» The problem:
Start at the line in the entries below that contains "let mut seq = 0;", stop at the line that contains "info!(path = %self.root.display(), files", and output exactly the lines in that span, both ends included.

Stored data:
============

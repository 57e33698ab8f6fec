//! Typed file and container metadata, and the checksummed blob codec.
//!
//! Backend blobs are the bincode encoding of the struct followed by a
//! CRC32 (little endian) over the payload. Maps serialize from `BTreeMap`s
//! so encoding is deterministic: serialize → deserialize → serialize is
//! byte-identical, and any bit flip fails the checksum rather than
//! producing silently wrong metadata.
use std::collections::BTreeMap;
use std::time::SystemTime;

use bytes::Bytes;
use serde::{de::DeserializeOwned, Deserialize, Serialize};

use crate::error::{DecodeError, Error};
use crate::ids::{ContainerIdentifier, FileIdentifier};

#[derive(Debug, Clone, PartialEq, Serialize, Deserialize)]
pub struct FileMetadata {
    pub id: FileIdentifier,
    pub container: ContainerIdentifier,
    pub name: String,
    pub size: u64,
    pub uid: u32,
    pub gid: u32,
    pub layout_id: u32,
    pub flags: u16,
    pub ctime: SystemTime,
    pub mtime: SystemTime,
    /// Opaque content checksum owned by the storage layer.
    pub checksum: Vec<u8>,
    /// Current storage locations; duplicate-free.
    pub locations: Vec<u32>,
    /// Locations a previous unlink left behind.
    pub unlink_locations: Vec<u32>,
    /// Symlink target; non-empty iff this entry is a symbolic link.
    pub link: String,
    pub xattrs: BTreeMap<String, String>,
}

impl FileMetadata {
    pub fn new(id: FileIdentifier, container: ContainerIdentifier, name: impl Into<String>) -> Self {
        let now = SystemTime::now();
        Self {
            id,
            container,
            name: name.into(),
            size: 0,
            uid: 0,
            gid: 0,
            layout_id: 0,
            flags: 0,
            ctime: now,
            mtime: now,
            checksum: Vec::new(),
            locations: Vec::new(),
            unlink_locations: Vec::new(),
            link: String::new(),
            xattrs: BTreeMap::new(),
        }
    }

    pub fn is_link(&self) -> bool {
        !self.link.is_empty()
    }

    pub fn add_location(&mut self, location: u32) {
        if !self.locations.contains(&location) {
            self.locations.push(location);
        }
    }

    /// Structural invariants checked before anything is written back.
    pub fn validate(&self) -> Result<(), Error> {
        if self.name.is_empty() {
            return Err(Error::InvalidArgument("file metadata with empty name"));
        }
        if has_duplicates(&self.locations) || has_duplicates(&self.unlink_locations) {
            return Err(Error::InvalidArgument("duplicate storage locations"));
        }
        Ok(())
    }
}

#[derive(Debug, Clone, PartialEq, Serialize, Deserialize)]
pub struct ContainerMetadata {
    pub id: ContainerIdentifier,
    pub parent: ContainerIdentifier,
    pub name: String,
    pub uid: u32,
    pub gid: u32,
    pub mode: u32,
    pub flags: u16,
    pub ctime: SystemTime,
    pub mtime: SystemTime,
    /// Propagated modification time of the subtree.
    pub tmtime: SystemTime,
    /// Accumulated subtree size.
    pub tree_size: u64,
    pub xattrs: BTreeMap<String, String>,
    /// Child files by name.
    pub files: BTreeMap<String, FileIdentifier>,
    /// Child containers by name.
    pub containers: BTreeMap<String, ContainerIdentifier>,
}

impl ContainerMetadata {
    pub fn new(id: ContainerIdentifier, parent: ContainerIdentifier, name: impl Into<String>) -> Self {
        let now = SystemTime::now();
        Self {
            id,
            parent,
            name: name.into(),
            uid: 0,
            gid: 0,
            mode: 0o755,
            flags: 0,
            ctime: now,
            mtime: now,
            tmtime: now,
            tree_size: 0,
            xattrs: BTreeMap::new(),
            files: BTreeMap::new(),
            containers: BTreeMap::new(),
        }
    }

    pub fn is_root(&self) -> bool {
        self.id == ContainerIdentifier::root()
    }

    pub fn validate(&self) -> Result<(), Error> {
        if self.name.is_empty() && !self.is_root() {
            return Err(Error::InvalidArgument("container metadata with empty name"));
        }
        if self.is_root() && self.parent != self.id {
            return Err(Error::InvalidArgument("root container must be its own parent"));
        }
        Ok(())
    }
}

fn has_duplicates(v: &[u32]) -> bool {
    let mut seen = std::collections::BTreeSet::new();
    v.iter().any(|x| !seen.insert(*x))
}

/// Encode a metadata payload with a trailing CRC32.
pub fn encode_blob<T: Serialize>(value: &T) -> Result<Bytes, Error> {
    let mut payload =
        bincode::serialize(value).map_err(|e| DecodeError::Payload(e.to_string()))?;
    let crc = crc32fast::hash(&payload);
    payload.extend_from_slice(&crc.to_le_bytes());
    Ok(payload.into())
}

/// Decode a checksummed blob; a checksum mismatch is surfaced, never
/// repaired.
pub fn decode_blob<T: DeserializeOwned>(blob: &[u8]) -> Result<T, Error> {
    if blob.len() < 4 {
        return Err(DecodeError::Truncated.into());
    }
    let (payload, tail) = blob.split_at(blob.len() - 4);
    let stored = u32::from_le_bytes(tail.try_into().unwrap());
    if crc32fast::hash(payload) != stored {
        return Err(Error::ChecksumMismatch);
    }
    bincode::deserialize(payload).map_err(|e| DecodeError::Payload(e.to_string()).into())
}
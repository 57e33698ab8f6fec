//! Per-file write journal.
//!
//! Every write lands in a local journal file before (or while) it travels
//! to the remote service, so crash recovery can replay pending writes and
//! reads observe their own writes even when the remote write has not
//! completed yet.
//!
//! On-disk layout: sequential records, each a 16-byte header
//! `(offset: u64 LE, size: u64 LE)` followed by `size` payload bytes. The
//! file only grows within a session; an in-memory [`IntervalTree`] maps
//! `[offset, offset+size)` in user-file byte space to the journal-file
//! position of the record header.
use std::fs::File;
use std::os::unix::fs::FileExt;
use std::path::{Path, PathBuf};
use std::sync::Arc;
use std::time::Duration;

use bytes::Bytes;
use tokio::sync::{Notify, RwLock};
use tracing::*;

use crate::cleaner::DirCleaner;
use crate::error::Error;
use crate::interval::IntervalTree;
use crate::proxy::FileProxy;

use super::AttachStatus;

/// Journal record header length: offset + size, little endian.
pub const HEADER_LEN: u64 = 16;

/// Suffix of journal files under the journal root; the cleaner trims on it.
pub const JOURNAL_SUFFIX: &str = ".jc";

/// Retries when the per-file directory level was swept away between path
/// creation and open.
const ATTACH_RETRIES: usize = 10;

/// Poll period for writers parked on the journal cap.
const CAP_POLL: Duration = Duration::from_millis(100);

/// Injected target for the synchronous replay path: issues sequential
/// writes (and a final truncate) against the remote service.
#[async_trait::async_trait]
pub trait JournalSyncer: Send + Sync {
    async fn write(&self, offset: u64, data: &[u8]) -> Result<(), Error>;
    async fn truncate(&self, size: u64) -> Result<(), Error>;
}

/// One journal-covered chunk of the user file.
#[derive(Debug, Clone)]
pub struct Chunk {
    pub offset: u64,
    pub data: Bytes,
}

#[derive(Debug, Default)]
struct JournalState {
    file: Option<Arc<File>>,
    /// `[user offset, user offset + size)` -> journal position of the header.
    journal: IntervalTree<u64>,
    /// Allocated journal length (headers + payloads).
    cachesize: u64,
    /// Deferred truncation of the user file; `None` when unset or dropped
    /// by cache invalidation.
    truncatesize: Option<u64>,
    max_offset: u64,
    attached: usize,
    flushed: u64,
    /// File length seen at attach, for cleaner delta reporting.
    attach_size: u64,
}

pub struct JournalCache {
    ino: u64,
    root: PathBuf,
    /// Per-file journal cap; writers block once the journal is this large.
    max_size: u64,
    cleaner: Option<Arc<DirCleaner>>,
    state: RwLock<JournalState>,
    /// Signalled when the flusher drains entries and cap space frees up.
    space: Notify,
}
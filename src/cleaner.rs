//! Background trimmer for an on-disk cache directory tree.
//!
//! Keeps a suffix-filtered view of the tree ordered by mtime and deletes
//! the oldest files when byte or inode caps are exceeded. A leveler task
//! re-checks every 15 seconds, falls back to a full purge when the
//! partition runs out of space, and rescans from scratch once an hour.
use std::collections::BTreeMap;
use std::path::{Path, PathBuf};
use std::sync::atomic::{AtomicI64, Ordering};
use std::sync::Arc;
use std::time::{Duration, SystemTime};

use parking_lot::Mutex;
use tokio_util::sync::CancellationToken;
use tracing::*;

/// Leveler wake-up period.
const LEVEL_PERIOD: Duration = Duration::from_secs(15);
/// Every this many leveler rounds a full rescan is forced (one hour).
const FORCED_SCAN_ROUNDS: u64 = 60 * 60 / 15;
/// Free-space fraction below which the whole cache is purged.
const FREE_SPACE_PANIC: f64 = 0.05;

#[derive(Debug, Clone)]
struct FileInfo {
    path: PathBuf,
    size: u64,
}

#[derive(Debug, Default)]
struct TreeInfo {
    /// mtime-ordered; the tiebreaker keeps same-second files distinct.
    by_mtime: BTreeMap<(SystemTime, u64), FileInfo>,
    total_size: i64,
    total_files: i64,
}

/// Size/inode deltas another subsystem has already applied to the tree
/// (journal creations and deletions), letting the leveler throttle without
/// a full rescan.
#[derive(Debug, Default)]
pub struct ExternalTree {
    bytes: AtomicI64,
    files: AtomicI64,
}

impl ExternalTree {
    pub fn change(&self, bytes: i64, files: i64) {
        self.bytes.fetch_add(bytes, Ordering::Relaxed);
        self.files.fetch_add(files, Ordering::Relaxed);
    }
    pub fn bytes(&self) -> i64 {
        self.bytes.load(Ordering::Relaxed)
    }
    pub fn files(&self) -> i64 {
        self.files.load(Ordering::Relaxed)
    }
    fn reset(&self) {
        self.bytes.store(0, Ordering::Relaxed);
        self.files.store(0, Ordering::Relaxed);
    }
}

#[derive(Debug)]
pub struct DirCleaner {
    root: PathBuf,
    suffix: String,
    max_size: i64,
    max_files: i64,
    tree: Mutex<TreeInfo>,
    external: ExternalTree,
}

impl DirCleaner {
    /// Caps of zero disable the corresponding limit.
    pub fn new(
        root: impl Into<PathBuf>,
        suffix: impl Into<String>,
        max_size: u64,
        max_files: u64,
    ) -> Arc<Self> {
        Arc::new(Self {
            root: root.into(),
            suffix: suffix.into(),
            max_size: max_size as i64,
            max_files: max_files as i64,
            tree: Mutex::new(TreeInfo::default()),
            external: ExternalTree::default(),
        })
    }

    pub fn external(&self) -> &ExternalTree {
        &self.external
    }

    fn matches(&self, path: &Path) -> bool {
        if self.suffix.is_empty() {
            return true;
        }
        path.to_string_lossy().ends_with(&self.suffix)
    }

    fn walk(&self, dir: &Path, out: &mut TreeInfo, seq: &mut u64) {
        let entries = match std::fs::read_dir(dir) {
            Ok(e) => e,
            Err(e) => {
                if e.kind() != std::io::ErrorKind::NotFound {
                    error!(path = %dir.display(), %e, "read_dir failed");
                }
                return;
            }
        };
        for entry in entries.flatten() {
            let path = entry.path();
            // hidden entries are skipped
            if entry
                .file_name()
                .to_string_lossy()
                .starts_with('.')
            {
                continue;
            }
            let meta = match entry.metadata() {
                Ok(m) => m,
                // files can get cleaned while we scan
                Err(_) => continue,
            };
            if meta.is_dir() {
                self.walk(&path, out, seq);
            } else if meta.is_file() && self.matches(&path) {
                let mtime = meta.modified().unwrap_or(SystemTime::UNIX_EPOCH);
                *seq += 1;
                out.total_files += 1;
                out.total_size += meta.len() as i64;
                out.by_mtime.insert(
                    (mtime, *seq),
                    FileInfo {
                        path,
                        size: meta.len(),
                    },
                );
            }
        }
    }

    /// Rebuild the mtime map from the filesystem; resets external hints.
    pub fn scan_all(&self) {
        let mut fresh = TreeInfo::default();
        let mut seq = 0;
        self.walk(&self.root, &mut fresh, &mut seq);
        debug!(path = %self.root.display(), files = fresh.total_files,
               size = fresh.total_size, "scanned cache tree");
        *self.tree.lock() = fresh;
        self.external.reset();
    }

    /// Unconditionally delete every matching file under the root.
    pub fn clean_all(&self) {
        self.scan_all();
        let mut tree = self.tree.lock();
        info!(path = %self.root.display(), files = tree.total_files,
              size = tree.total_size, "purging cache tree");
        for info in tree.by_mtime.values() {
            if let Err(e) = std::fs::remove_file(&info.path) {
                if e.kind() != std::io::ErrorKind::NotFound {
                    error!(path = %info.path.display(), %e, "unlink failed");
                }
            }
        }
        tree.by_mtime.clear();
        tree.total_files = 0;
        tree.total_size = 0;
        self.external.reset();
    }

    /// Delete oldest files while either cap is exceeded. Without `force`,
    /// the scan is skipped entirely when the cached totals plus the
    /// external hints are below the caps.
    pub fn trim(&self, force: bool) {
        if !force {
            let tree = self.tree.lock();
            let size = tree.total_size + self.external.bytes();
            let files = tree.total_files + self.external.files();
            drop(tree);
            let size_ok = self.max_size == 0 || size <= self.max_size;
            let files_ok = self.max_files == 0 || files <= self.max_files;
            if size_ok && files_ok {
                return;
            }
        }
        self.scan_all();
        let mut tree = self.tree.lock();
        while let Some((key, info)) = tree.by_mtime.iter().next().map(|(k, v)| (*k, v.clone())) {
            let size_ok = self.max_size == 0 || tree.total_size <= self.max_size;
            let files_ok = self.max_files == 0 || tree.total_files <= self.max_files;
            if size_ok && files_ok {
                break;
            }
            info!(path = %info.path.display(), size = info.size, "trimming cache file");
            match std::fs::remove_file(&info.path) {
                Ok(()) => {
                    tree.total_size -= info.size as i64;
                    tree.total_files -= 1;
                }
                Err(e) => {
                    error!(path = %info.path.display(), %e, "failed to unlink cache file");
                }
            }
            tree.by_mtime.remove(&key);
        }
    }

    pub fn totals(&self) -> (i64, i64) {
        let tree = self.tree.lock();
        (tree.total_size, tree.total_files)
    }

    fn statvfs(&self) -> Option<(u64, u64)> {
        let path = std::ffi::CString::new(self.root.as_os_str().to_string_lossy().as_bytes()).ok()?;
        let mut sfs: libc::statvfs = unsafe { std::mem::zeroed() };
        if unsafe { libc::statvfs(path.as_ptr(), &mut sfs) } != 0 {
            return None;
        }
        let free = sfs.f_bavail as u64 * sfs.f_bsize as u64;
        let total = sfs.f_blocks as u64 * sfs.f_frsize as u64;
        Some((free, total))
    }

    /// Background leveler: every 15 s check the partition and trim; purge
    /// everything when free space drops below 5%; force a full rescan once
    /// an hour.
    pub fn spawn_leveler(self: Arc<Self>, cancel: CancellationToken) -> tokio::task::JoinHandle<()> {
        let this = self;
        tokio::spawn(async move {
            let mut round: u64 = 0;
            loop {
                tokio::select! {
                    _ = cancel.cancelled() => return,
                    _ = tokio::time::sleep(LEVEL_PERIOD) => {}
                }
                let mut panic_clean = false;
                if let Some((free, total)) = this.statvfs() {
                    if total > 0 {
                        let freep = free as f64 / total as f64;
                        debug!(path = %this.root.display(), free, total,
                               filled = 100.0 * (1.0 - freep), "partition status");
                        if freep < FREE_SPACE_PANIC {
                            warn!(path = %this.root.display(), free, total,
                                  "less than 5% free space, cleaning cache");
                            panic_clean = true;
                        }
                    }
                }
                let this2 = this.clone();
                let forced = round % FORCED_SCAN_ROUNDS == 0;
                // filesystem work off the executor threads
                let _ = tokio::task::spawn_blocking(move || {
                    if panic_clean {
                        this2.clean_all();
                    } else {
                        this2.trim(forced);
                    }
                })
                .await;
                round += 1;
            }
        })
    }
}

============

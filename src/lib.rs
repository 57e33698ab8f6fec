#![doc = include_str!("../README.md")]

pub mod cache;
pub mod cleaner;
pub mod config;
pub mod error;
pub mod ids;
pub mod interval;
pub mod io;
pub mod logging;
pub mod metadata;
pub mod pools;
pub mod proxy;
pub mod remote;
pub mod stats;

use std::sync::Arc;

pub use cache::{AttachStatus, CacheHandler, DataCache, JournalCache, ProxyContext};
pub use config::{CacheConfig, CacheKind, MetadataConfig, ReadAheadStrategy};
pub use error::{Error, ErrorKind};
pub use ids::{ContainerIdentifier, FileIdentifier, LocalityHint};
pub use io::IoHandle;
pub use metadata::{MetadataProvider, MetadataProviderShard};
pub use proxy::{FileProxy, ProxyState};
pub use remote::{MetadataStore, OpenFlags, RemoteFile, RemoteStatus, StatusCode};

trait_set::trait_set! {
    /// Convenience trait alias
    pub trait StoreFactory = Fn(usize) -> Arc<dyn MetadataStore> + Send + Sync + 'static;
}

============

» Task response:
        let mut seq = 0;
        self.walk(&self.root, &mut fresh, &mut seq);
        debug!(path = %self.root.display(), files = fresh.total_files,
               size = fresh.total_size, "scanned cache tree");
        *self.tree.lock() = fresh;
        self.external.reset();
    }

    /// Unconditionally delete every matching file under the root.
    pub fn clean_all(&self) {
        self.scan_all();
        let mut tree = self.tree.lock();
        info!(path = %self.root.display(), files = tree.total_files,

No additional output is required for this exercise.